PROBLEM DETAILS -
Only an exact reprint of all the data is acceptable.

*** SUPPLIED RECORDS ***

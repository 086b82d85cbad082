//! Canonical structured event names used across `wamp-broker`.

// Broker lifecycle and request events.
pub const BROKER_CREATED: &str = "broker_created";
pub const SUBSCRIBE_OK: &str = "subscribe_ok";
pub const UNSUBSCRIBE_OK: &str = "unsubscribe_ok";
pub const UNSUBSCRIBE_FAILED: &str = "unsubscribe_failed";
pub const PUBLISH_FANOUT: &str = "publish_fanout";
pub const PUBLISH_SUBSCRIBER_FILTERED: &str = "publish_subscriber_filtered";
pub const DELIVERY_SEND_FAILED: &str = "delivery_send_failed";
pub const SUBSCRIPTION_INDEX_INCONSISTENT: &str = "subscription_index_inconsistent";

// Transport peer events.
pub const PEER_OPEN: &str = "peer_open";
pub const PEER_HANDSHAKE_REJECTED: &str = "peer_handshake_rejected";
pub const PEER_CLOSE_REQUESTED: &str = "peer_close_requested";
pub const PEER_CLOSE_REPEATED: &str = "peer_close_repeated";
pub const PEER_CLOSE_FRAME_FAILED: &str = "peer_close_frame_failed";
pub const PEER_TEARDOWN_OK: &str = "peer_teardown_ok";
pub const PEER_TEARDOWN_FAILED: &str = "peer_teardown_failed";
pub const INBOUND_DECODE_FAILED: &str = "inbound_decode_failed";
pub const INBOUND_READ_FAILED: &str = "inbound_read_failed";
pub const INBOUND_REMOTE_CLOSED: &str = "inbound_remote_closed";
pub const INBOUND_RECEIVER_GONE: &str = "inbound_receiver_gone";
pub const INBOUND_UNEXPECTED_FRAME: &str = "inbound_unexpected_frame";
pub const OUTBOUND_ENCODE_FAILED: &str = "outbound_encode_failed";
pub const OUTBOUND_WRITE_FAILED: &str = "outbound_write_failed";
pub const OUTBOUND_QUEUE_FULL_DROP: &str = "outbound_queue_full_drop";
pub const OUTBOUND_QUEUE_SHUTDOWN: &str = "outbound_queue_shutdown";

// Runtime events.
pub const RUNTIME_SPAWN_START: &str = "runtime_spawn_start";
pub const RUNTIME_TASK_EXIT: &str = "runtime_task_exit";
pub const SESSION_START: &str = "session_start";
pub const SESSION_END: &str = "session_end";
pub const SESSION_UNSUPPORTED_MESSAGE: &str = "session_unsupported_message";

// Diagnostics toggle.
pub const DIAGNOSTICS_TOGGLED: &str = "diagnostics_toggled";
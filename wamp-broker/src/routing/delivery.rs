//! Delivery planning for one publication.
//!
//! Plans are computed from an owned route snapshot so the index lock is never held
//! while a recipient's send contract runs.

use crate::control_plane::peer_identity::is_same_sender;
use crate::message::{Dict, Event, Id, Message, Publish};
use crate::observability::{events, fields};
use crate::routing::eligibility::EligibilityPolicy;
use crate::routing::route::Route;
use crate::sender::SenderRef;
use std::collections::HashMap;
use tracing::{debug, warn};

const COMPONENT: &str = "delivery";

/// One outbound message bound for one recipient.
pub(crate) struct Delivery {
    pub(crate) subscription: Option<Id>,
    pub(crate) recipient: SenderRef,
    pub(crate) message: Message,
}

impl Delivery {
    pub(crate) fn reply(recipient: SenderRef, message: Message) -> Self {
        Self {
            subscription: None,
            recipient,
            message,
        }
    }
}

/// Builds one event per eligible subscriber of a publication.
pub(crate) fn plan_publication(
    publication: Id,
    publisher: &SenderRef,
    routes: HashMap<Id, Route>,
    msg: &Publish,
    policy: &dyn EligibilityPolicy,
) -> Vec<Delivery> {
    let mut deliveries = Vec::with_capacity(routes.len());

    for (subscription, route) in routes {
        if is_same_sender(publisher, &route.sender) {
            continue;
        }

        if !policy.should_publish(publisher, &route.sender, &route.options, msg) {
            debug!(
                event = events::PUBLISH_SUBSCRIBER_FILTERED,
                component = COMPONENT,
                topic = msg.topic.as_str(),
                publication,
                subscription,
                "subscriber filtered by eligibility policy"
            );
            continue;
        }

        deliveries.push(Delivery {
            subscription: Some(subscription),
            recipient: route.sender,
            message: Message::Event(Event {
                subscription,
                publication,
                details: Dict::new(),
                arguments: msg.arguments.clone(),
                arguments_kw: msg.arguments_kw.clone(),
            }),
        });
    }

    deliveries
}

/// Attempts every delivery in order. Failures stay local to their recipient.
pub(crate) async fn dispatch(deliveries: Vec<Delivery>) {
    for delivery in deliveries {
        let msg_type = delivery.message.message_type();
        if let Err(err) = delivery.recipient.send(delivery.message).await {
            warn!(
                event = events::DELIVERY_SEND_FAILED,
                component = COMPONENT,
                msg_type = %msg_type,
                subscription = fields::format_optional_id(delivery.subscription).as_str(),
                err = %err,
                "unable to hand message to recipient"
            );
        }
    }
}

*** End of SUPPLIED RECORDS ***

TASK ANSWER -
repository 086b82d85cbad082
//! Canonical structured event names used across `wamp-broker`.

// Broker lifecycle and request events.
pub const BROKER_CREATED: &str = "broker_created";
pub const SUBSCRIBE_OK: &str = "subscribe_ok";
pub const UNSUBSCRIBE_OK: &str = "unsubscribe_ok";
pub const UNSUBSCRIBE_FAILED: &str = "unsubscribe_failed";
pub const PUBLISH_FANOUT: &str = "publish_fanout";
pub const PUBLISH_SUBSCRIBER_FILTERED: &str = "publish_subscriber_filtered";
pub const DELIVERY_SEND_FAILED: &str = "delivery_send_failed";
pub const SUBSCRIPTION_INDEX_INCONSISTENT: &str = "subscription_index_inconsistent";

// Transport peer events.
pub const PEER_OPEN: &str = "peer_open";
pub const PEER_HANDSHAKE_REJECTED: &str = "peer_handshake_rejected";
pub const PEER_CLOSE_REQUESTED: &str = "peer_close_requested";
pub const PEER_CLOSE_REPEATED: &str = "peer_close_repeated";
pub const PEER_CLOSE_FRAME_FAILED: &str = "peer_close_frame_failed";
pub const PEER_TEARDOWN_OK: &str = "peer_teardown_ok";
pub const PEER_TEARDOWN_FAILED: &str = "peer_teardown_failed";
pub const INBOUND_DECODE_FAILED: &str = "inbound_decode_failed";
pub const INBOUND_READ_FAILED: &str = "inbound_read_failed";
pub const INBOUND_REMOTE_CLOSED: &str = "inbound_remote_closed";
pub const INBOUND_RECEIVER_GONE: &str = "inbound_receiver_gone";
pub const INBOUND_UNEXPECTED_FRAME: &str = "inbound_unexpected_frame";
pub const OUTBOUND_ENCODE_FAILED: &str = "outbound_encode_failed";
pub const OUTBOUND_WRITE_FAILED: &str = "outbound_write_failed";
pub const OUTBOUND_QUEUE_FULL_DROP: &str = "outbound_queue_full_drop";
pub const OUTBOUND_QUEUE_SHUTDOWN: &str = "outbound_queue_shutdown";

// Runtime events.
pub const RUNTIME_SPAWN_START: &str = "runtime_spawn_start";
pub const RUNTIME_TASK_EXIT: &str = "runtime_task_exit";
pub const SESSION_START: &str = "session_start";
pub const SESSION_END: &str = "session_end";
pub const SESSION_UNSUPPORTED_MESSAGE: &str = "session_unsupported_message";

// Diagnostics toggle.
pub const DIAGNOSTICS_TOGGLED: &str = "diagnostics_toggled";
filename wamp-broker/src/routing/delivery.rs
//! Delivery planning for one publication.
//!
//! Plans are computed from an owned route snapshot so the index lock is never held
//! while a recipient's send contract runs.

use crate::control_plane::peer_identity::is_same_sender;
use crate::message::{Dict, Event, Id, Message, Publish};
use crate::observability::{events, fields};
use crate::routing::eligibility::EligibilityPolicy;
use crate::routing::route::Route;
use crate::sender::SenderRef;
use std::collections::HashMap;
use tracing::{debug, warn};

const COMPONENT: &str = "delivery";

/// One outbound message bound for one recipient.
pub(crate) struct Delivery {
    pub(crate) subscription: Option<Id>,
    pub(crate) recipient: SenderRef,
    pub(crate) message: Message,
}

impl Delivery {
    pub(crate) fn reply(recipient: SenderRef, message: Message) -> Self {
        Self {
            subscription: None,
            recipient,
            message,
        }
    }
}

/// Builds one event per eligible subscriber of a publication.
pub(crate) fn plan_publication(
    publication: Id,
    publisher: &SenderRef,
    routes: HashMap<Id, Route>,
    msg: &Publish,
    policy: &dyn EligibilityPolicy,
) -> Vec<Delivery> {
    let mut deliveries = Vec::with_capacity(routes.len());

    for (subscription, route) in routes {
        if is_same_sender(publisher, &route.sender) {
            continue;
        }

        if !policy.should_publish(publisher, &route.sender, &route.options, msg) {
            debug!(
                event = events::PUBLISH_SUBSCRIBER_FILTERED,
                component = COMPONENT,
                topic = msg.topic.as_str(),
                publication,
                subscription,
                "subscriber filtered by eligibility policy"
            );
            continue;
        }

        deliveries.push(Delivery {
            subscription: Some(subscription),
            recipient: route.sender,
            message: Message::Event(Event {
                subscription,
                publication,
                details: Dict::new(),
                arguments: msg.arguments.clone(),
                arguments_kw: msg.arguments_kw.clone(),
            }),
        });
    }

    deliveries
}

/// Attempts every delivery in order. Failures stay local to their recipient.
pub(crate) async fn dispatch(deliveries: Vec<Delivery>) {
    for delivery in deliveries {
        let msg_type = delivery.message.message_type();
        if let Err(err) = delivery.recipient.send(delivery.message).await {
            warn!(
                event = events::DELIVERY_SEND_FAILED,
                component = COMPONENT,
                msg_type = %msg_type,
                subscription = fields::format_optional_id(delivery.subscription).as_str(),
                err = %err,
                "unable to hand message to recipient"
            );
        }
    }
}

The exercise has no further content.